Thinking about what Chris points out, I think there are a number of things
we would potentially want to do to address scalability. My thoughts and
proposals are below. Michael

* Should the guidelines address the issue of scalability? Or should they
take the perspective that it's a user agent thing and not something the
_content_ guidelines should address? My vote: the guidelines should address
the issue. In some technologies that may result in special author
requirements (dealt with at the techniques level), in others it may not.

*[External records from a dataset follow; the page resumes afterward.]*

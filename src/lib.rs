//! # gpubudget
//!
//! Arbitration of a global GPU memory budget between rendering surfaces.
//!
//! ## Features
//!
//! - One budget for every surface in the system, recomputed on each change
//! - Visible surfaces first, background helpers next, idle clients last
//! - Hibernation of invisible surfaces when memory runs short
//! - Per-process usage tracking with optional ceilings
//! - Budget messages pushed through a lock-free queue, sent only on change
//! - Coded diagnostics with optional strict mode
//! - Optional Tracy plots
//!
//! ## Quick Start
//!
//! ```rust
//! use gpubudget::{mb, ArbiterConfig, GpuMemoryManager, ManagedMemoryStats, OwnerId, ProcessId};
//!
//! let (mut manager, queue) = GpuMemoryManager::with_queue(ArbiterConfig::default());
//!
//! let renderer = manager.tracking_group(ProcessId::new(7))?;
//! let tab = manager.create_client_state(OwnerId::new(1), renderer, true, true)?;
//! manager.set_client_managed_memory_stats(tab, ManagedMemoryStats::new(mb(64), mb(32), 0))?;
//!
//! for message in queue.drain() {
//!     println!("{:?} may use {} bytes", message.owner, message.allocation.bytes_limit);
//! }
//! # Ok::<(), gpubudget::ArbiterError>(())
//! ```
//!
//! ## Threading
//!
//! The manager is not locked. It binds to the first thread that mutates it
//! and reports calls from other threads as [`ArbiterError::WrongSequence`].
//! Owners receive their budgets through a [`BudgetChannel`], which may be
//! drained from any thread.

pub mod api;
pub mod core;
pub mod diagnostics;
pub mod notify;

mod sync;
mod util;

// Re-export public API at crate root for convenience
pub use api::config::ArbiterConfig;
pub use api::error::ArbiterError;
pub use api::manager::GpuMemoryManager;
pub use api::stats::{ManagedMemoryStats, MemoryUsageStats, ProcessUsage};

// Client and group state
pub use crate::core::arena::Handle;
pub use crate::core::client::{ClientHandle, ClientPhase, ClientState, OwnerId};
pub use crate::core::plan::{ClientAllocation, PlanSummary};
pub use crate::core::tracking::{BudgetStatus, ProcessId, TrackingGroup, TrackingGroupHandle};

// Notification
pub use notify::{
    BudgetChannel, BudgetMessage, DispatchStats, MemoryAllocation, OwnerDirectory, QueueChannel,
    SurfaceOwner,
};

// Diagnostics
pub use diagnostics::{
    set_sink, set_strict_mode, ArbiterEvent, CollectingSink, Diagnostic, DiagnosticKind,
    DiagnosticSink, StrictMode, StrictModeGuard,
};

// Size helpers
pub use util::size::{format_bytes, gb, kb, mb};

* If we agree the guidelines should address it, where does it go? I'd say
it's definately under perceivable. It's arguably related to 1.3 (separation
of presentation and structure) and 1.4 (distinguish foreground from
background) but not really well enough. Perhaps a new guideline under
Principle 1?

* What priority level should it have? I think ensuring users can scale their
display would be a level 2 success criterion. 

* Having created the guideline we'll need to add it to HTML techniques.
There's definately gonna be a browser dependency here. For Mozilla, Opera,
and possibly others, we actually wouldn't need to impose any author
requirements - those browser scale even absolutely sized elements. But for
IE and others we would have to describe the unit types to avoid.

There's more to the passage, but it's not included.